Burgstall Roggenstein, Mittelalterliche Burgruine in Emmering, Deutschland
Die Burgstall Roggenstein ist eine Burgruine auf einem bewaldeten Moränenhügel in Emmering, die sich 550 Meter über der umgebenden Landschaft erhebt. Die Anlage wird durch einen mindestens sechs Meter tiefen Graben markiert, der den Burgbereich von der Umgebung abgetrennt hat.
Die erste urkundliche Erwähnung der Burg stammt aus dem 14. Jahrhundert, wobei Aufzeichnungen aus dem Jahr 1371 bereits eine Aufgabe des Ortes belegen. Der Verfall der Befestigung ist daher ein relativ frühes Beispiel für verlassene mittelalterliche Strukturen in dieser Region.

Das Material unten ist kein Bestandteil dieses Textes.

//! Layout fetch bookkeeping: request payload and staleness suppression.
//!
//! Fetches are not cancelled. Each one takes a ticket from a generation
//! counter; only the most recently issued ticket may apply its result.

use serde::{Deserialize, Serialize};

use crate::error::{EngineError, Result};

/// Preferences POSTed to the layout generator.
#[derive(Debug, Clone, PartialEq, Serialize, Deserialize)]
pub struct LayoutRequest {
    pub num_people: u32,
    pub budget: String,
    pub climate: String,
    pub needs: String,
    pub style: String,
}

impl Default for LayoutRequest {
    fn default() -> Self {
        Self {
            num_people: 2,
            budget: "50000".to_string(),
            climate: "temperate".to_string(),
            needs: "kitchen, bathroom".to_string(),
            style: "practical".to_string(),
        }
    }
}

impl LayoutRequest {
    pub fn to_json(&self) -> String {
        // Plain strings and integers always serialise.
        serde_json::to_string(self).unwrap_or_default()
    }
}

#[derive(Debug, Clone, Copy, PartialEq, Eq, Hash)]
pub struct FetchTicket(u64);

impl FetchTicket {
    pub fn generation(&self) -> u64 {
        self.0
    }
}

/// Last-issued-request-wins generation counter.
#[derive(Debug, Default)]
pub struct FetchTracker {
    issued: u64,
}

impl FetchTracker {
    pub fn new() -> Self {
        Self::default()
    }

    pub fn issue(&mut self) -> FetchTicket {
        self.issued += 1;
        FetchTicket(self.issued)
    }

    pub fn latest(&self) -> u64 {
        self.issued
    }

    /// Ok if `ticket` is still the newest fetch.
    pub fn check(&self, ticket: FetchTicket) -> Result<()> {
        if ticket.0 == self.issued {
            Ok(())
        } else {
            Err(EngineError::StaleResponse {
                ticket: ticket.0,
                latest: self.issued,
            })
        }
    }
}
//! Layout fetching for the viewer.
//!
//! Every request runs as a background task and carries an engine fetch
//! ticket. Tasks are never cancelled; results from superseded tickets are
//! dropped by the engine when they land.
//!
//! With `--endpoint` the user's preferences are POSTed to the layout
//! service; otherwise layouts come from `--layout FILE` or the demos.

use std::path::PathBuf;

use bevy::prelude::*;
use bevy::tasks::{block_on, futures_lite::future, AsyncComputeTaskPool, Task};
use tinyhome_engine::fetch::{FetchTicket, LayoutRequest};
use tinyhome_engine::EngineError;

use crate::state::{Engine, UiState, ViewerConfig};

const DEMO_LAYOUTS: [&str; 3] = [
    r#"{
        "explanation": "A single-person studio with a sleeping loft feel.",
        "rooms": [
            {"name": "bed1", "x": 0, "y": 0, "width": 4, "length": 3, "height": 2.5,
             "features": ["door", "window", "roof"]}
        ]
    }"#,
    r#"{
        "explanation": "Two cabins along a shared garden, a bath tucked between them.",
        "rooms": [
            {"name": "living", "x": 0, "y": 0, "width": 5, "length": 4, "height": 2.6,
             "features": ["door", "window", "roof"]},
            {"name": "bath", "x": 5, "y": 0, "width": 2, "length": 2, "height": 2.3,
             "features": ["window"]},
            {"name": "loft", "x": 8, "y": 0, "width": 4, "length": 4, "height": 2.8,
             "features": ["door", "bed", "plant"]}
        ]
    }"#,
    r#"{
        "explanation": "A compact family home with a kitchen, two bedrooms and a green corner.",
        "rooms": [
            {"name": "kitchen", "x": 0, "y": 0, "width": 3.5, "length": 3, "height": 2.5,
             "features": ["door", "window", "plant"]},
            {"name": "bedroom1", "x": 4.5, "y": 0, "width": 3, "length": 3.5, "height": 2.5,
             "features": ["door", "bed", "roof"]},
            {"name": "bedroom2", "x": 8.5, "y": 0, "width": 3, "length": 3.5, "height": 2.5,
             "features": ["door", "bed", "window"]}
        ]
    }"#,
];

/// Where layout documents come from.
#[derive(Debug, Clone)]
pub enum LayoutSource {
    /// Layout service; each request POSTs the current preferences.
    Endpoint(String),
    /// Re-read on every request.
    File(PathBuf),
    /// Built-in layouts, rotated per request.
    Demo { next: usize },
}

impl LayoutSource {
    fn load(
        &mut self,
        request: &LayoutRequest,
    ) -> impl std::future::Future<Output = Result<String, String>> + Send {
        let source = self.clone();
        let payload = request.to_json();
        if let LayoutSource::Demo { next } = self {
            *next = (*next + 1) % DEMO_LAYOUTS.len();
        }
        async move {
            match source {
                LayoutSource::Endpoint(url) => post_layout_request(&url, &payload),
                LayoutSource::File(path) => std::fs::read_to_string(&path)
                    .map_err(|e| format!("Could not read {}: {}", path.display(), e)),
                LayoutSource::Demo { next } => Ok(DEMO_LAYOUTS[next].to_string()),
            }
        }
    }
}

/// Blocking POST; runs on the async compute pool, never the main thread.
fn post_layout_request(url: &str, payload: &str) -> Result<String, String> {
    let response = ureq::post(url)
        .set("Content-Type", "application/json")
        .send_string(payload)
        .map_err(|e| match e {
            ureq::Error::Status(code, _) => format!("Layout service at {} returned {}", url, code),
            other => format!("Could not reach {}: {}", url, other),
        })?;
    response
        .into_string()
        .map_err(|e| format!("Could not read response from {}: {}", url, e))
}

#[derive(Resource)]
pub struct FetchState {
    pub source: LayoutSource,
    pending: Vec<(FetchTicket, Task<Result<String, String>>)>,
}

impl FetchState {
    pub fn new(config: &ViewerConfig) -> Self {
        let source = match (&config.endpoint, &config.layout_path) {
            (Some(url), _) => LayoutSource::Endpoint(url.clone()),
            (None, Some(path)) => LayoutSource::File(path.clone()),
            (None, None) => LayoutSource::Demo { next: 0 },
        };
        Self {
            source,
            pending: Vec::new(),
        }
    }

    pub fn in_flight(&self) -> usize {
        self.pending.len()
    }
}

fn spawn_fetch(engine: &mut Engine, fetches: &mut FetchState, config: &ViewerConfig) {
    let ticket = engine.0.begin_fetch();
    info!(
        "Requesting layout #{}: {}",
        ticket.generation(),
        config.request.to_json()
    );
    let task = AsyncComputeTaskPool::get().spawn(fetches.source.load(&config.request));
    fetches.pending.push((ticket, task));
}

pub fn request_initial_layout(
    mut engine: ResMut<Engine>,
    mut fetches: ResMut<FetchState>,
    config: Res<ViewerConfig>,
) {
    spawn_fetch(&mut engine, &mut fetches, &config);
}

/// G generates a new layout; earlier requests keep running but lose.
pub fn request_layout_on_key(
    keyboard: Res<ButtonInput<KeyCode>>,
    mut engine: ResMut<Engine>,
    mut fetches: ResMut<FetchState>,
    config: Res<ViewerConfig>,
) {
    if keyboard.just_pressed(KeyCode::KeyG) {
        spawn_fetch(&mut engine, &mut fetches, &config);
    }
}

pub fn poll_layout_fetches(
    mut engine: ResMut<Engine>,
    mut fetches: ResMut<FetchState>,
    mut ui: ResMut<UiState>,
) {
    fetches.pending.retain_mut(|(ticket, task)| {
        let Some(result) = block_on(future::poll_once(task)) else {
            return true;
        };
        let outcome = result
            .map_err(|reason| (engine.0.check_fetch(*ticket).is_ok(), reason))
            .map(|body| engine.0.complete_fetch(*ticket, &body));
        match outcome {
            Ok(Ok(_)) => ui.message = None,
            Ok(Err(EngineError::StaleResponse { ticket, latest })) => {
                debug!("Dropped layout #{} (latest #{})", ticket, latest);
            }
            Ok(Err(e)) => ui.show(e.to_string()),
            Err((true, reason)) => {
                warn!("{}", reason);
                ui.show(reason);
            }
            Err((false, reason)) => debug!("Stale fetch failed: {}", reason),
        }
        false
    });
}
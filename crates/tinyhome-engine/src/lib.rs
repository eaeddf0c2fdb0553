//! Scene construction and navigation engine for generated tiny homes.
//!
//! Turns a layout document (rooms, footprints, feature tags) into a scene
//! graph of primitive nodes and runs the exterior ⇄ interior navigation
//! state machine on top of it. Nothing here depends on a renderer: hosts
//! mirror [`scene::SceneGraph`] into their own entities and feed pointer
//! picks back in.
//!
//! # Module Overview
//!
//! | Module | Purpose |
//! |--------|---------|
//! | [`camera`] | Orbit and first-person rigs, single attached-camera slot |
//! | [`config`] | Policy constants (path length, wall thickness, eye height) |
//! | [`error`] | Engine error kinds |
//! | [`fetch`] | Layout request payload, last-issued-wins fetch tickets |
//! | [`geometry`] | Room → exterior / interior node sets |
//! | [`layout`] | Validated, immutable layout model |
//! | [`math`] | Vectors, rays, axis-aligned boxes |
//! | [`navigation`] | Exterior/interior state machine |
//! | [`pick`] | Pointer events → navigation events |
//! | [`render_loop`] | Per-refresh presentation contract |
//! | [`scene`] | Scene nodes and the scene graph |

pub mod camera;
pub mod config;
pub mod error;
pub mod fetch;
pub mod geometry;
pub mod layout;
pub mod math;
pub mod navigation;
pub mod pick;
pub mod render_loop;
pub mod scene;

pub use error::{EngineError, Result};
pub use layout::{LayoutModel, Room};
pub use navigation::{NavMode, NavigationController, Transition};
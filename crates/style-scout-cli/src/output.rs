//! JSON envelope printed by `style-scout analyze`.

use serde::Serialize;
use style_scout::{build_kit_settings, KitSettings, StyleProfile};

#[derive(Debug, Serialize)]
pub struct AnalyzeResponse {
    pub ok: bool,
    pub analysis: StyleProfile,
    #[serde(skip_serializing_if = "Option::is_none")]
    pub preview: Option<KitSettings>,
    #[serde(skip_serializing_if = "Option::is_none")]
    pub message: Option<String>,
}

impl AnalyzeResponse {
    /// Wrap a finished profile. A failed profile carries its error as the
    /// message and never gets a preview.
    pub fn from_profile(analysis: StyleProfile, with_preview: bool) -> Self {
        match analysis.error.clone() {
            Some(message) => Self {
                ok: false,
                analysis,
                preview: None,
                message: Some(message),
            },
            None => {
                let preview = with_preview.then(|| build_kit_settings(&analysis));
                Self {
                    ok: true,
                    analysis,
                    preview,
                    message: None,
                }
            }
        }
    }

    pub fn to_json(&self, compact: bool) -> serde_json::Result<String> {
        if compact {
            serde_json::to_string(self)
        } else {
            serde_json::to_string_pretty(self)
        }
    }
}
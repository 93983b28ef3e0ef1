//! Map a [`StyleProfile`] onto design-system kit settings.
//!
//! This only builds the settings object a kit would be updated with. It
//! never persists anything.

use crate::sizes::css_selector;
use crate::types::{ColorRole, StyleProfile};
use serde_json::{json, Map, Value};
use std::hash::Hasher;

/// Kit settings keyed by setting name.
pub type KitSettings = Map<String, Value>;

/// Ranked colors beyond the role colors become custom colors, up to this.
pub const MAX_CUSTOM_COLORS: usize = 6;

/// Build kit settings from a profile. Errored profiles map to nothing.
pub fn build_kit_settings(profile: &StyleProfile) -> KitSettings {
    let mut settings = KitSettings::new();
    if !profile.is_actionable() {
        return settings;
    }

    let mut role_colors: Vec<String> = Vec::new();
    for (index, role) in ColorRole::ALL.into_iter().enumerate() {
        let color = profile
            .labeled_colors
            .get(role)
            .or_else(|| profile.colors.get(index).map(String::as_str));
        if let Some(color) = color {
            settings.insert(
                format!("global_colors-{}", role.as_str()),
                json!({ "color": color }),
            );
            role_colors.push(color.to_ascii_lowercase());
        }
    }

    let custom: Vec<Value> = profile
        .colors
        .iter()
        .filter(|c| !role_colors.contains(&c.to_ascii_lowercase()))
        .take(MAX_CUSTOM_COLORS)
        .enumerate()
        .map(|(i, color)| {
            json!({
                "_id": custom_color_id(color),
                "title": format!("Custom Color {}", i + 1),
                "color": color,
            })
        })
        .collect();
    if !custom.is_empty() {
        settings.insert("custom_colors".to_string(), Value::Array(custom));
    }

    let typography = [
        (0, "primary"),
        (0, "text"),
        (1, "secondary"),
        (2, "accent"),
    ];
    for (index, slot) in typography {
        if let Some(font) = profile.fonts.get(index) {
            settings.insert(
                format!("global_typography-{slot}_typography_font_family"),
                Value::String(font.clone()),
            );
        }
    }

    let rules: Vec<String> = profile
        .font_sizes
        .iter_set()
        .map(|(role, size)| format!("{} {{ font-size: {size}; }}", css_selector(role)))
        .collect();
    if !rules.is_empty() {
        settings.insert("custom_css".to_string(), Value::String(rules.join("\n")));
    }

    settings
}

/// Stable 8-hex-char id for a custom color.
fn custom_color_id(color: &str) -> String {
    let mut hasher = fnv::FnvHasher::default();
    hasher.write(color.to_ascii_lowercase().as_bytes());
    format!("{:016x}", hasher.finish())[..8].to_string()
}

#[cfg(test)]
mod tests {
    use super::*;
    use crate::types::{FontSizes, LabeledColors};

    fn profile() -> StyleProfile {
        StyleProfile {
            colors: ["#ffffff", "#222222", "#ff6600", "#0077cc", "#eeeeee", "#00aa55"]
                .iter()
                .map(|s| s.to_string())
                .collect(),
            labeled_colors: LabeledColors {
                primary: Some("#0077cc".to_string()),
                secondary: Some("#ffffff".to_string()),
                text: Some("#222222".to_string()),
                accent: Some("#ff6600".to_string()),
            },
            fonts: vec!["Inter".to_string(), "Lora".to_string()],
            font_sizes: FontSizes {
                base: Some("16px".to_string()),
                h1: Some("2rem".to_string()),
                ..Default::default()
            },
            error: None,
        }
    }

    #[test]
    fn test_role_colors_from_labels() {
        let settings = build_kit_settings(&profile());
        assert_eq!(settings["global_colors-primary"]["color"], "#0077cc");
        assert_eq!(settings["global_colors-text"]["color"], "#222222");
        assert_eq!(settings["global_colors-accent"]["color"], "#ff6600");
    }

    #[test]
    fn test_role_colors_fall_back_to_rank_position() {
        let mut p = profile();
        p.labeled_colors = LabeledColors::default();
        let settings = build_kit_settings(&p);
        assert_eq!(settings["global_colors-primary"]["color"], "#ffffff");
        assert_eq!(settings["global_colors-accent"]["color"], "#0077cc");
    }

    #[test]
    fn test_custom_colors_exclude_role_colors() {
        let settings = build_kit_settings(&profile());
        let custom = settings["custom_colors"].as_array().unwrap();
        let colors: Vec<&str> = custom.iter().map(|c| c["color"].as_str().unwrap()).collect();
        assert_eq!(colors, vec!["#eeeeee", "#00aa55"]);
        assert_eq!(custom[0]["title"], "Custom Color 1");
        assert_eq!(custom[0]["_id"].as_str().unwrap().len(), 8);
        assert_eq!(custom[0]["_id"], custom_color_id("#EEEEEE"));
    }

    #[test]
    fn test_typography_and_css() {
        let settings = build_kit_settings(&profile());
        assert_eq!(settings["global_typography-primary_typography_font_family"], "Inter");
        assert_eq!(settings["global_typography-text_typography_font_family"], "Inter");
        assert_eq!(settings["global_typography-secondary_typography_font_family"], "Lora");
        assert!(!settings.contains_key("global_typography-accent_typography_font_family"));
        assert_eq!(
            settings["custom_css"],
            "body { font-size: 16px; }\nh1 { font-size: 2rem; }"
        );
    }

    #[test]
    fn test_errored_profile_maps_to_nothing() {
        let p = StyleProfile {
            error: Some("HTTP 500".to_string()),
            ..Default::default()
        };
        assert!(build_kit_settings(&p).is_empty());
    }
}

Die St. Georg Kapelle zeigt Wandmalereien aus dem 15. Jahrhundert, die Szenen aus der Leidensgeschichte Christi darstellen. Die Kunstwerke folgen dem Stil der Oberbayerischen Malschule und zeugen von der religiösen Bedeutung dieses Ortes für die lokale Bevölkerung.
Der Ort ist am besten zu Fuß zu erkunden, da man über den Moränenhügel wandern muss, um die Ruine zu erreichen. Die Umgebung bietet Waldwege, die zu den Resten der Befestigung führen und eine gute Orientierung ermöglichen.
Im Jahr 1840 wurden unterirdische Gänge innerhalb des Burghügels dokumentiert, deren Eingänge heute aber verschlossen oder unter Erde verborgen sind. Diese verborgenen Kammern deuten darauf hin, dass die Burg einst Geheimgänge oder Zufluchtsorte unter der Erdoberfläche besaß.